Because shields regenerate (although slowly), you have choices. You can either pump energy into the shield and replenish it (using a shield booster module), or you can enhance the shield’s natural regeneration rate and add so many resistances that it’s able to keep up with damage in combat. For active shield repair you use mid slots to install active shield modules, and for the passive shield regeneration you will use mid slots to install extra shields and shield resistances, AND low slots to increase the regeneration rate.
Armor must be repaired, so you need to use the ship’s low slots to install repairers and resistance modules. The armor repairers use a lot of capacitor energy.
Range / jamming / avoidance.
The final option is to simply avoid damage altogether and stay out of range, or jam the enemy’s targeting or weapons so they can’t do damage. For this, you need a good “propulsion” module (afterburner, microwarp drive MWD, microjumpdrive MJD) to control your range, or you need friends with ships that can jam the enemy (jamming also uses mid slots) so they can’t even target, much less shoot.

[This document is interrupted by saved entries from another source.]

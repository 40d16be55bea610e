// ─────────────────────────────────────────────────────────────────────
// Minicode — Generation Controller Core
// (C) 1998-2026 Miroslav Sotek. All rights reserved.
// License: GNU AGPL v3 | Commercial licensing available
// ─────────────────────────────────────────────────────────────────────
#![deny(unsafe_code)]
//! Streaming generation controller for a local, single-model
//! text-generation engine: bounded prompts, a per-fragment safety
//! monitor, single-flight sessions and cooperative cancellation.
//!
//! # Invariants
//!
//! 1. **Single flight**: at most one session runs per controller. The slot
//!    is claimed with a compare-and-set and released exactly once by the
//!    worker's guard, on every terminal path including adapter panics.
//!
//! 2. **Stop is monotonic**: a session's `StopSignal` moves from unset to
//!    `safety_limit` or `user_cancelled` once and never back. Fragments
//!    that arrive after it is raised are dropped, not classified.
//!
//! 3. **Fixed check order**: char limit, time limit, line repetition,
//!    token repetition. The first violated check is the reported reason.
//!
//! 4. **Ordered delivery**: fragments and the terminal result share one
//!    channel; the result is always the last event of a stream.

pub mod controller;
pub mod engine;
pub mod monitor;
pub mod prompt;
pub mod session;

pub use controller::{GenerationStream, SessionController, StreamEvent};
pub use engine::{ModelAdapter, ScriptedEngine};
pub use monitor::SafetyMonitor;
pub use prompt::{build_prompt, PromptBuilder, SYSTEM_PREAMBLE, TOO_COMPLEX_SENTINEL};
pub use session::{classify_output, GenerationSession, StopSignal};
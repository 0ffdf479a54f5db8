//! The catalog entry written for every uploaded image.

use serde::{Deserialize, Serialize};
use serde_json::{Map, Value};

use super::entity::Entity;

/// Metadata kind under which photo records are filed.
pub const PHOTO_KIND: &str = "photos";

/// Filename and public address of one uploaded image.
#[derive(Serialize, Deserialize, Clone, Debug, PartialEq, Eq)]
pub struct Photo {
    pub name: String,
    pub url: String,
}

impl Photo {
    pub fn new(name: impl Into<String>, url: impl Into<String>) -> Self {
        Self {
            name: name.into(),
            url: url.into(),
        }
    }

    /// Property bag written to the metadata store.
    pub fn to_properties(&self) -> Map<String, Value> {
        let mut props = Map::new();
        props.insert("name".into(), Value::String(self.name.clone()));
        props.insert("url".into(), Value::String(self.url.clone()));
        props
    }
}

impl TryFrom<&Entity> for Photo {
    type Error = serde_json::Error;

    fn try_from(entity: &Entity) -> Result<Self, Self::Error> {
        serde_json::from_value(Value::Object(entity.properties.clone()))
    }
}

#[cfg(test)]
mod tests {
    use super::*;
    use chrono::Utc;
    use uuid::Uuid;

    fn entity_with(props: Map<String, Value>) -> Entity {
        Entity {
            id: Uuid::new_v4(),
            kind: PHOTO_KIND.into(),
            properties: props,
            created_at: Utc::now(),
        }
    }

    #[test]
    fn decodes_from_its_own_properties() {
        let photo = Photo::new("cat.png", "https://example.test/bucket/cat.png");
        let entity = entity_with(photo.to_properties());
        assert_eq!(Photo::try_from(&entity).unwrap(), photo);
    }

    #[test]
    fn extra_properties_are_ignored() {
        let mut props = Photo::new("a.jpg", "u").to_properties();
        props.insert("uploaded_by".into(), Value::String("someone".into()));
        assert_eq!(Photo::try_from(&entity_with(props)).unwrap().name, "a.jpg");
    }

    #[test]
    fn missing_url_does_not_decode() {
        let mut props = Map::new();
        props.insert("name".into(), Value::String("a.jpg".into()));
        assert!(Photo::try_from(&entity_with(props)).is_err());
    }
}
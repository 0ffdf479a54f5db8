//! Defines the two routes of the gallery.
//!
//! - `GET  /`       : gallery page with the upload form
//! - `POST /upload` : multipart upload, field `form_file`
//!
//! Nothing else is served; public image URLs point at the blob store.

use crate::{
    handlers::gallery_handlers::{index, upload_photo},
    services::gallery_service::GalleryService,
};
use axum::{
    Router,
    extract::DefaultBodyLimit,
    routing::{get, post},
};

/// Build and return the gallery router.
///
/// The router carries shared state (`GalleryService`) to both handlers.
/// Upload bodies larger than `max_upload_bytes` fail while being read.
pub fn routes(max_upload_bytes: usize) -> Router<GalleryService> {
    Router::new().route("/", get(index)).route(
        "/upload",
        post(upload_photo).layer(DefaultBodyLimit::max(max_upload_bytes)),
    )
}
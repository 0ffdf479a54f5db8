pub mod gallery_handlers;
pub mod pages;
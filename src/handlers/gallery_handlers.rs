//! HTTP handlers for the gallery page and image uploads.
//!
//! Uploads stream to a staging file instead of being buffered in memory;
//! storage concerns are delegated to `GalleryService`.

use crate::{
    errors::AppError,
    handlers::pages::render_index,
    models::photo::Photo,
    services::gallery_service::GalleryService,
};
use axum::{
    extract::{Multipart, State, multipart::Field},
    response::{Html, Redirect},
};
use futures::StreamExt;
use std::io;

/// Multipart field carrying the uploaded file.
pub const UPLOAD_FIELD: &str = "form_file";

/// `GET /`
///
/// Image sources are rebuilt from the configured bucket and each record's
/// name rather than taken from the stored `url`.
pub async fn index(State(service): State<GalleryService>) -> Html<String> {
    let photos: Vec<Photo> = service
        .list_photos()
        .await
        .into_iter()
        .map(|photo| {
            let url = service.public_url(&photo.name);
            Photo::new(photo.name, url)
        })
        .collect();

    tracing::debug!(count = photos.len(), "rendering gallery");
    Html(render_index(&photos))
}

/// `POST /upload`
///
/// Invalid or missing files redirect back to `/` without comment; only a
/// storage failure produces an error page.
pub async fn upload_photo(
    State(service): State<GalleryService>,
    mut multipart: Multipart,
) -> Result<Redirect, AppError> {
    loop {
        let field = match multipart.next_field().await {
            Ok(Some(field)) => field,
            Ok(None) => break,
            Err(err) => {
                tracing::warn!(error = %err, "upload rejected: unreadable multipart body");
                return Ok(Redirect::to("/"));
            }
        };
        if field.name() != Some(UPLOAD_FIELD) {
            continue;
        }
        return receive_file(&service, field).await;
    }

    tracing::warn!("upload rejected: form carried no `{}` field", UPLOAD_FIELD);
    Ok(Redirect::to("/"))
}

async fn receive_file(service: &GalleryService, field: Field<'_>) -> Result<Redirect, AppError> {
    let raw_name = field.file_name().map(str::to_owned);
    let content_type = field.content_type().map(str::to_owned);

    let name = match service.accept_filename(raw_name.as_deref()) {
        Ok(name) => name,
        Err(reason) => {
            tracing::warn!(filename = ?raw_name, %reason, "upload rejected");
            return Ok(Redirect::to("/"));
        }
    };

    tracing::info!(
        filename = ?raw_name,
        stored_as = %name,
        content_type = ?content_type,
        "receiving upload"
    );

    let body = field.map(|chunk| chunk.map_err(io::Error::other));
    let staged = service.stage(&name, body).await?;
    service.store_staged(&name, &staged, content_type).await?;

    Ok(Redirect::to("/"))
}
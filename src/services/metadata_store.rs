//! Schemaless record store seam plus `SqliteMetadataStore`, which files JSON
//! property bags by namespace and kind. Used append-and-scan only.

use crate::models::entity::Entity;
use async_trait::async_trait;
use chrono::{DateTime, Utc};
use serde_json::{Map, Value};
use sqlx::{FromRow, SqlitePool};
use std::sync::Arc;
use thiserror::Error;
use uuid::Uuid;

#[derive(Debug, Error)]
pub enum MetadataError {
    #[error(transparent)]
    Sqlx(#[from] sqlx::Error),
    #[error("could not encode properties: {0}")]
    Encode(#[from] serde_json::Error),
}

pub type MetadataResult<T> = Result<T, MetadataError>;

#[async_trait]
pub trait MetadataStore: Send + Sync + 'static {
    /// Append a new record of `kind`.
    async fn insert(&self, kind: &str, properties: Map<String, Value>) -> MetadataResult<Entity>;

    /// Every record of `kind`, in whatever order the store yields them.
    async fn query(&self, kind: &str) -> MetadataResult<Vec<Entity>>;
}

#[derive(FromRow)]
struct EntityRow {
    id: Uuid,
    kind: String,
    properties: String,
    created_at: DateTime<Utc>,
}

#[derive(Clone)]
pub struct SqliteMetadataStore {
    db: Arc<SqlitePool>,
    namespace: String,
}

impl SqliteMetadataStore {
    /// Records written and read through this handle are scoped to `namespace`.
    pub fn new(db: Arc<SqlitePool>, namespace: impl Into<String>) -> Self {
        Self {
            db,
            namespace: namespace.into(),
        }
    }
}

#[async_trait]
impl MetadataStore for SqliteMetadataStore {
    async fn insert(&self, kind: &str, properties: Map<String, Value>) -> MetadataResult<Entity> {
        let entity = Entity {
            id: Uuid::new_v4(),
            kind: kind.to_string(),
            properties,
            created_at: Utc::now(),
        };
        let encoded = serde_json::to_string(&entity.properties)?;

        sqlx::query(
            "INSERT INTO entities (id, namespace, kind, properties, created_at)
             VALUES (?, ?, ?, ?, ?)",
        )
        .bind(entity.id)
        .bind(&self.namespace)
        .bind(&entity.kind)
        .bind(encoded)
        .bind(entity.created_at)
        .execute(&*self.db)
        .await?;

        Ok(entity)
    }

    async fn query(&self, kind: &str) -> MetadataResult<Vec<Entity>> {
        let rows = sqlx::query_as::<_, EntityRow>(
            "SELECT id, kind, properties, created_at
             FROM entities WHERE namespace = ? AND kind = ?",
        )
        .bind(&self.namespace)
        .bind(kind)
        .fetch_all(&*self.db)
        .await?;

        let mut entities = Vec::with_capacity(rows.len());
        for row in rows {
            match serde_json::from_str::<Map<String, Value>>(&row.properties) {
                Ok(properties) => entities.push(Entity {
                    id: row.id,
                    kind: row.kind,
                    properties,
                    created_at: row.created_at,
                }),
                Err(err) => {
                    tracing::warn!(id = %row.id, kind, error = %err, "skipping undecodable entity");
                }
            }
        }

        Ok(entities)
    }
}

#[cfg(test)]
mod tests {
    use super::*;
    use crate::db::test_pool;
    use serde_json::json;

    fn props(value: Value) -> Map<String, Value> {
        match value {
            Value::Object(map) => map,
            other => panic!("expected an object, got {other}"),
        }
    }

    #[tokio::test]
    async fn inserted_records_come_back_by_kind() {
        let store = SqliteMetadataStore::new(Arc::new(test_pool().await), "proj");

        let written = store
            .insert("photos", props(json!({"name": "cat.png", "url": "u1"})))
            .await
            .unwrap();
        store
            .insert("audit", props(json!({"event": "upload"})))
            .await
            .unwrap();

        let photos = store.query("photos").await.unwrap();
        assert_eq!(photos.len(), 1);
        assert_eq!(photos[0].id, written.id);
        assert_eq!(photos[0].properties["name"], "cat.png");
    }

    #[tokio::test]
    async fn duplicate_records_are_kept() {
        let store = SqliteMetadataStore::new(Arc::new(test_pool().await), "proj");
        for _ in 0..2 {
            store
                .insert("photos", props(json!({"name": "cat.png", "url": "u"})))
                .await
                .unwrap();
        }
        assert_eq!(store.query("photos").await.unwrap().len(), 2);
    }

    #[tokio::test]
    async fn namespaces_do_not_leak() {
        let pool = Arc::new(test_pool().await);
        let ours = SqliteMetadataStore::new(pool.clone(), "ours");
        let theirs = SqliteMetadataStore::new(pool, "theirs");

        theirs
            .insert("photos", props(json!({"name": "x.png", "url": "u"})))
            .await
            .unwrap();

        assert!(ours.query("photos").await.unwrap().is_empty());
    }

    #[tokio::test]
    async fn corrupt_rows_are_skipped() {
        let pool = Arc::new(test_pool().await);
        let store = SqliteMetadataStore::new(pool.clone(), "proj");
        store
            .insert("photos", props(json!({"name": "ok.png", "url": "u"})))
            .await
            .unwrap();
        sqlx::query(
            "INSERT INTO entities (id, namespace, kind, properties, created_at)
             VALUES (?, 'proj', 'photos', 'not json', ?)",
        )
        .bind(Uuid::new_v4())
        .bind(Utc::now())
        .execute(&*pool)
        .await
        .unwrap();

        let photos = store.query("photos").await.unwrap();
        assert_eq!(photos.len(), 1);
        assert_eq!(photos[0].properties["name"], "ok.png");
    }

    #[tokio::test]
    async fn query_fails_when_schema_is_missing() {
        let pool = crate::db::connect("sqlite::memory:", 1).await.unwrap();
        let store = SqliteMetadataStore::new(Arc::new(pool), "proj");
        assert!(matches!(
            store.query("photos").await,
            Err(MetadataError::Sqlx(_))
        ));
    }
}
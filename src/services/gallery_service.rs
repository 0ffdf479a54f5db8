//! GalleryService: the upload and listing flows, written against the
//! `BlobStore` and `MetadataStore` seams.
//!
//! Blob writes and metadata writes are not transactional. A failed metadata
//! write after a successful blob write leaves an uncatalogued object behind;
//! that outcome is logged and accepted.

use crate::{
    models::photo::{PHOTO_KIND, Photo},
    services::{
        blob_store::{BlobStore, BlobStoreError},
        filename::{self, InvalidUpload},
        metadata_store::MetadataStore,
    },
};
use bytes::Bytes;
use futures::{Stream, StreamExt, pin_mut};
use std::{
    io,
    path::{Path, PathBuf},
    sync::Arc,
};
use thiserror::Error;
use tokio::{
    fs::{self, File},
    io::AsyncWriteExt,
};
use tracing::{debug, info, warn};
use uuid::Uuid;

#[derive(Debug, Error)]
pub enum UploadError {
    #[error("staging upload locally: {0}")]
    Staging(#[source] io::Error),
    #[error("writing to blob store: {0}")]
    Blob(#[from] BlobStoreError),
}

pub type UploadResult<T> = Result<T, UploadError>;

/// Settings the upload and listing flows need besides the two stores.
#[derive(Debug, Clone)]
pub struct GallerySettings {
    pub bucket: String,
    pub staging_dir: PathBuf,
    /// Lowercase extensions without the leading dot.
    pub allowed_extensions: Vec<String>,
}

#[derive(Clone)]
pub struct GalleryService {
    blobs: Arc<dyn BlobStore>,
    metadata: Arc<dyn MetadataStore>,
    settings: Arc<GallerySettings>,
}

impl GalleryService {
    pub fn new(
        blobs: Arc<dyn BlobStore>,
        metadata: Arc<dyn MetadataStore>,
        settings: GallerySettings,
    ) -> Self {
        Self {
            blobs,
            metadata,
            settings: Arc::new(settings),
        }
    }

    /// Sanitized object name for an uploaded file, or why it was refused.
    pub fn accept_filename(&self, raw: Option<&str>) -> Result<String, InvalidUpload> {
        filename::accept_filename(raw, &self.settings.allowed_extensions)
    }

    /// Public URL of `name` in the configured bucket.
    pub fn public_url(&self, name: &str) -> String {
        self.blobs.public_url(&self.settings.bucket, name)
    }

    /// Write an incoming body to a fresh file in the staging directory.
    ///
    /// Staging files are named by a fresh UUID alone, so concurrent uploads
    /// of the same name never share a path and the client's name never
    /// reaches the local filesystem. A partial file is removed on error.
    pub async fn stage<S>(&self, name: &str, stream: S) -> UploadResult<PathBuf>
    where
        S: Stream<Item = io::Result<Bytes>> + Send,
    {
        fs::create_dir_all(&self.settings.staging_dir)
            .await
            .map_err(UploadError::Staging)?;

        let path = self
            .settings
            .staging_dir
            .join(format!(".upload-{}", Uuid::new_v4()));
        let mut file = File::create(&path).await.map_err(UploadError::Staging)?;

        let mut staged_bytes: u64 = 0;
        pin_mut!(stream);
        while let Some(chunk_res) = stream.next().await {
            let written = match chunk_res {
                Ok(chunk) => {
                    staged_bytes += chunk.len() as u64;
                    file.write_all(&chunk).await
                }
                Err(err) => Err(err),
            };
            if let Err(err) = written {
                let _ = fs::remove_file(&path).await;
                return Err(UploadError::Staging(err));
            }
        }
        if let Err(err) = file.flush().await {
            let _ = fs::remove_file(&path).await;
            return Err(UploadError::Staging(err));
        }

        debug!(name, path = %path.display(), staged_bytes, "upload staged");
        Ok(path)
    }

    /// Push a staged file to the blob store, publish it, and catalog it.
    ///
    /// - Blob store failures abort before any metadata is written; the
    ///   staged file is left where it is.
    /// - A metadata failure is logged and the photo is still returned.
    /// - The staged file is removed once everything else has run.
    pub async fn store_staged(
        &self,
        name: &str,
        staged: &Path,
        content_type: Option<String>,
    ) -> UploadResult<Photo> {
        let bucket = &self.settings.bucket;

        let object = self
            .blobs
            .upload_file(bucket, name, staged, content_type)
            .await?;
        self.blobs.make_public(bucket, name).await?;
        debug!(
            bucket = %bucket,
            key = %object.key,
            size_bytes = object.size_bytes,
            etag = %object.etag,
            "object stored and published"
        );

        let photo = Photo::new(name, self.public_url(name));
        if let Err(err) = self
            .metadata
            .insert(PHOTO_KIND, photo.to_properties())
            .await
        {
            warn!(
                name = %photo.name,
                error = %err,
                "photo stored but its metadata record could not be written"
            );
        }

        if let Err(err) = fs::remove_file(staged).await {
            warn!(path = %staged.display(), error = %err, "could not remove staged upload");
        }

        info!(name = %photo.name, url = %photo.url, "photo uploaded");
        Ok(photo)
    }

    /// Every catalogued photo in store order. Query failures and records
    /// that do not decode are logged and left out.
    pub async fn list_photos(&self) -> Vec<Photo> {
        let entities = match self.metadata.query(PHOTO_KIND).await {
            Ok(entities) => entities,
            Err(err) => {
                warn!(error = %err, "photo listing unavailable, rendering an empty gallery");
                return Vec::new();
            }
        };

        entities
            .iter()
            .filter_map(|entity| match Photo::try_from(entity) {
                Ok(photo) => Some(photo),
                Err(err) => {
                    warn!(id = %entity.id, error = %err, "skipping malformed photo record");
                    None
                }
            })
            .collect()
    }
}
//! Storage seams and the gallery flows built on them.

pub mod blob_store;
#[cfg(test)]
pub mod fake;
pub mod filename;
pub mod gallery_service;
pub mod metadata_store;
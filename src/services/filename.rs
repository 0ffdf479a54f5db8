//! Upload filename handling: sanitizing what the browser sent and checking
//! it against the accepted extensions.

use thiserror::Error;
use uuid::Uuid;

/// Longest object name handed to the stores, in bytes. Leaves headroom
/// below the usual 255-byte filesystem component limit.
pub const MAX_FILENAME_LEN: usize = 200;

/// Reasons an uploaded file is turned away before anything is stored.
#[derive(Debug, Error, PartialEq, Eq)]
pub enum InvalidUpload {
    #[error("no filename was supplied")]
    MissingFilename,
    #[error("filename `{0}` has no usable characters")]
    UnusableFilename(String),
    #[error("filename `{0}` has no extension")]
    MissingExtension(String),
    #[error("extension `{0}` is not accepted")]
    DisallowedExtension(String),
}

/// Clean one piece of a filename (stem or extension).
///
/// Maps whitespace runs to `_`, drops everything that is not alphanumeric
/// (any script) or one of `.-_`, and trims leading/trailing `.` and `_` so
/// the result is never hidden or a relative path.
fn clean_component(raw: &str) -> String {
    let mut cleaned = String::with_capacity(raw.len());
    let mut pending_space = false;
    for c in raw.chars() {
        if c.is_whitespace() {
            pending_space = true;
            continue;
        }
        if !(c.is_alphanumeric() || matches!(c, '.' | '-' | '_')) {
            continue;
        }
        if pending_space && !cleaned.is_empty() {
            cleaned.push('_');
        }
        pending_space = false;
        cleaned.push(c);
    }

    cleaned.trim_matches(['.', '_']).to_string()
}

/// Cut `stem` to at most `max` bytes on a char boundary.
fn truncate_stem(stem: &str, max: usize) -> &str {
    if stem.len() <= max {
        return stem;
    }
    let mut end = max;
    while !stem.is_char_boundary(end) {
        end -= 1;
    }
    stem[..end].trim_end_matches(['.', '_'])
}

/// Sanitize `raw` and check its extension, case-insensitively, against
/// `allowed` (expected lowercase). Returns the name to store under.
///
/// Only the last path component (either separator style) is kept. A stem
/// with nothing usable left is replaced by a generated one, and long stems
/// are shortened so the whole name fits `MAX_FILENAME_LEN`.
pub fn accept_filename(raw: Option<&str>, allowed: &[String]) -> Result<String, InvalidUpload> {
    let raw = raw
        .map(str::trim)
        .filter(|name| !name.is_empty())
        .ok_or(InvalidUpload::MissingFilename)?;

    let base = raw.rsplit(['/', '\\']).next().unwrap_or_default();
    if clean_component(base).is_empty() {
        return Err(InvalidUpload::UnusableFilename(raw.to_string()));
    }

    let (raw_stem, raw_ext) = base
        .rsplit_once('.')
        .ok_or_else(|| InvalidUpload::MissingExtension(clean_component(base)))?;
    let ext = clean_component(raw_ext);
    if ext.is_empty() {
        return Err(InvalidUpload::MissingExtension(clean_component(base)));
    }
    let ext_lower = ext.to_lowercase();
    if !allowed.iter().any(|candidate| *candidate == ext_lower) {
        return Err(InvalidUpload::DisallowedExtension(ext_lower));
    }

    let stem = clean_component(raw_stem);
    let budget = MAX_FILENAME_LEN.saturating_sub(ext.len() + 1);
    let stem = match truncate_stem(&stem, budget) {
        "" => Uuid::new_v4().simple().to_string(),
        kept => kept.to_string(),
    };

    Ok(format!("{}.{}", stem, ext))
}
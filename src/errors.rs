use axum::{
    http::StatusCode,
    response::{Html, IntoResponse, Response},
};
use std::fmt;

use crate::{handlers::pages::render_error, services::gallery_service::UploadError};

/// A lightweight wrapper for general errors that keeps the message local.
///
/// The message is what the browser sees, so callers pass something generic
/// and log the underlying cause themselves.
#[derive(Debug)]
pub struct AppError {
    pub status: StatusCode,
    pub message: String,
}

impl AppError {
    /// Create a new AppError with a specific status and message.
    pub fn new(status: StatusCode, msg: impl Into<String>) -> Self {
        Self {
            status,
            message: msg.into(),
        }
    }

    /// Shortcut for a 500 Internal Server Error
    pub fn internal(msg: impl Into<String>) -> Self {
        Self::new(StatusCode::INTERNAL_SERVER_ERROR, msg)
    }
}

impl fmt::Display for AppError {
    fn fmt(&self, f: &mut fmt::Formatter<'_>) -> fmt::Result {
        write!(f, "{}", self.message)
    }
}

impl std::error::Error for AppError {}

impl IntoResponse for AppError {
    fn into_response(self) -> Response {
        (self.status, Html(render_error(&self.message))).into_response()
    }
}

impl From<UploadError> for AppError {
    fn from(err: UploadError) -> Self {
        tracing::error!(error = %err, "upload failed");
        AppError::internal("The image could not be stored. Please try again later.")
    }
}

And you need weapons that can do damage to the enemy at the long range that you’re staying at.
There are a few “you’re joking, right?” options for defense, and they exist because of quirks of the game:
You simply add as many hitpoints and resistances as possible to your armor OR shields, and go without any means to repair them. This relies on the assumption that the fight will be over before you run out, like for example in high-sec where you can expect Concord to come to your rescue within 30 seconds. Or, for example, if you have logistics ships (healers) in your fleet, that can repair you better than you can repair yourself.
To answer your initial question, the hull of the ship is basically the last layer before your ship explodes. If you lose your primary defense (the shields or the armor that you could repair), you’re supposed to abandon all hope and focus on GTFO, escaping the situation, and the point of the hull is to give you time to align your ship to an escape vector and get out. If you look at the hull repair modules, they do use low slots, but they don’t come anywhere near being able to repair the amounts of damage you’ll suffer in combat. Hull repair is more an option to avoid paying repair fees at a station; just strap a module on and wait until it’s quiet to undock and bandage your ship at the slow rate of “it’ll take all night”.
The first thing a fleet will do to you is concentrate all their weapons on you, so you have no chance. The enemy fleet commander (FC) calls you as the primary target, and everyone shoots you. Focus fire, it’s a basic tactic. How do you deal with that? Well, everybody in YOUR fleet has to remote-repair you, and hopefully the love from your friends matches the hatred from the enemy. So when they give up on trying to take you down, and switch over to your friend in the next ship, YOU and everyone else in your fleet switch over to repair them.
Can’t catch me.
First, you pick a ship that’s very agile to begin with, like an interceptor or basic frigate, and then you enhance its agility (how fast it can reorient itself to warp away) to ridiculous levels, making it faster (at going away into warp) than the game server can reasonably react given the “1-second per round” rule that it has for its processors, and the approx. 1 second delay for data traveling over the Internet. So this basically lets you travel like The Flash. Of course, to counter this, the enemy can set up their interceptors to target and warp-disrupt you faster than the server can react too, and then the situation becomes a coin toss, purely chance.